(Paris) Two women who spread the rumor on the internet that French first lady Brigitte Macron was a transgender woman will be judged for defamation on Wednesday afternoon in Paris.
Unsurprisingly, the wife of the head of state will not come to the hearing and will be represented by her lawyer Jean Ennochi, the latter told AFP. Neither he nor Brigitte Macron’s entourage wished to make any comment before the trial.
These two women, one presenting herself as a “medium”, the other as an “independent journalist”, had posted on YouTube in December 2021 a thesis described as “completely crazy” by the first lady. A theory according to which Brigitte Macron, née Trogneux, never existed, but that her brother Jean-Michel took this identity after changing sex.
According to this theory, which has regularly resurfaced on social networks since the election of Emmanuel Macron in 2017, a vast conspiracy is at work to hide this change in marital status.
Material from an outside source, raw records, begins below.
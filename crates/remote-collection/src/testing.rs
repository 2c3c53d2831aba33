//! Test fixtures: a small entity and a scripted client.

use async_trait::async_trait;
use futures::channel::oneshot;
use serde::{Deserialize, Serialize};
use serde_json::Value;
use std::cell::RefCell;
use std::collections::VecDeque;
use std::rc::Rc;

use crate::client::{ApiClient, Method};
use crate::entity::Entity;
use crate::error::{ApiError, ApiResult};
use crate::filter::{parse_timestamp, Filterable};

#[derive(Debug, Clone, PartialEq, Serialize, Deserialize)]
#[serde(rename_all = "camelCase")]
pub struct Row {
    pub id: String,
    pub name: String,
    #[serde(default)]
    pub status: String,
    #[serde(default)]
    pub code: String,
    #[serde(default)]
    pub created_at: Option<String>,
}

impl Row {
    pub fn new(id: &str, name: &str) -> Self {
        Self { id: id.into(), name: name.into(), status: String::new(), code: String::new(), created_at: None }
    }

    pub fn status(mut self, status: &str) -> Self {
        self.status = status.into();
        self
    }

    pub fn code(mut self, code: &str) -> Self {
        self.code = code.into();
        self
    }

    pub fn created(mut self, at: &str) -> Self {
        self.created_at = Some(at.into());
        self
    }
}

impl Entity for Row {
    type Id = String;

    fn id(&self) -> &String {
        &self.id
    }
}

impl Filterable for Row {
    fn field(&self, name: &str) -> Option<&str> {
        match name {
            "name" => Some(&self.name),
            "status" => Some(&self.status),
            "code" => Some(&self.code),
            _ => None,
        }
    }

    fn sort_name(&self) -> &str {
        &self.name
    }

    fn sort_time(&self) -> Option<i64> {
        self.created_at.as_deref().and_then(parse_timestamp)
    }
}

#[derive(Debug, Clone, PartialEq)]
pub struct Call {
    pub method: Method,
    pub path: String,
    pub body: Option<Value>,
}

enum Reply {
    Ready(ApiResult<Option<Value>>),
    Deferred(oneshot::Receiver<ApiResult<Option<Value>>>),
}

/// Answers requests from a queue, in order. Deferred replies resolve when
/// the test sends on the returned channel.
#[derive(Default)]
pub struct ScriptedClient {
    replies: RefCell<VecDeque<Reply>>,
    calls: RefCell<Vec<Call>>,
}

impl ScriptedClient {
    pub fn new() -> Rc<Self> {
        Rc::new(Self::default())
    }

    pub fn reply(&self, result: ApiResult<Value>) {
        self.replies.borrow_mut().push_back(Reply::Ready(result.map(Some)));
    }

    /// Successful response with no body
    pub fn reply_empty(&self) {
        self.replies.borrow_mut().push_back(Reply::Ready(Ok(None)));
    }

    pub fn defer(&self) -> oneshot::Sender<ApiResult<Option<Value>>> {
        let (tx, rx) = oneshot::channel();
        self.replies.borrow_mut().push_back(Reply::Deferred(rx));
        tx
    }

    pub fn calls(&self) -> Vec<Call> {
        self.calls.borrow().clone()
    }

    pub fn call_count(&self) -> usize {
        self.calls.borrow().len()
    }
}

#[async_trait(?Send)]
impl ApiClient for ScriptedClient {
    async fn request(&self, method: Method, path: &str, body: Option<&Value>) -> ApiResult<Option<Value>> {
        self.calls.borrow_mut().push(Call { method, path: path.to_string(), body: body.cloned() });
        let next = self.replies.borrow_mut().pop_front();
        match next {
            Some(Reply::Ready(result)) => result,
            Some(Reply::Deferred(rx)) => rx.await.unwrap_or_else(|_| Err(ApiError::Network("reply dropped".into()))),
            None => Err(ApiError::Network(format!("no scripted reply for {} {}", method, path))),
        }
    }
}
This rumor also led to more serious accusations of child abuse brought against the first lady.
The false information had a greater impact after the YouTube video, even being exported internationally – notably and again recently in the United States, where it went viral on the far right, in the middle of the presidential campaign.
In the four-hour interview broadcast on YouTube, the two women broadcast photos of Brigitte Macron and her family, discuss surgical procedures she had undergone, claim that she would not be the mother of her three children and give personal information about his brother.
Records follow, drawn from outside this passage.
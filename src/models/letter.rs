use remote_collection::{parse_timestamp, Entity, Filterable};
use serde::{Deserialize, Serialize};

use super::Choices;

pub const LETTER_STATUSES: Choices = &[("PENDING", "Pending"), ("APPROVED", "Approved"), ("REJECTED", "Rejected")];

#[derive(Debug, Clone, PartialEq, Serialize, Deserialize)]
#[serde(rename_all = "camelCase")]
pub struct Letter {
    pub id: String,
    /// Assigned on approval
    #[serde(default)]
    pub letter_number: Option<String>,
    #[serde(default)]
    pub letter_type: String,
    #[serde(default)]
    pub category: String,
    pub subject: String,
    #[serde(default)]
    pub recipient: String,
    #[serde(default)]
    pub requester_name: Option<String>,
    #[serde(default)]
    pub status: String,
    #[serde(default)]
    pub rejection_reason: Option<String>,
    #[serde(default)]
    pub created_at: Option<String>,
}

impl Letter {
    pub fn is_pending(&self) -> bool {
        self.status == "PENDING"
    }
}

impl Entity for Letter {
    type Id = String;

    fn id(&self) -> &String {
        &self.id
    }
}

impl Filterable for Letter {
    fn field(&self, name: &str) -> Option<&str> {
        match name {
            "subject" => Some(&self.subject),
            "recipient" => Some(&self.recipient),
            "status" => Some(&self.status),
            "letterType" => Some(&self.letter_type),
            _ => None,
        }
    }

    fn sort_name(&self) -> &str {
        &self.subject
    }

    fn sort_time(&self) -> Option<i64> {
        self.created_at.as_deref().and_then(parse_timestamp)
    }
}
Brigitte Macron had filed a complaint for public defamation with the filing of a civil suit on January 31, 2022, leading to the referral (almost automatic in press law) of the two women to the criminal court.
Another civil action, for acts of invasion of privacy and violation of image rights, was canceled in 2023 by the courts which considered that the facts denounced amounted to defamation.
Several female politicians around the world have already suffered from transphobic information, such as the former first lady of the United States Michelle Obama, the current American vice-president Kamala Harris or the former prime minister of New Zealand Jacinda Ardern.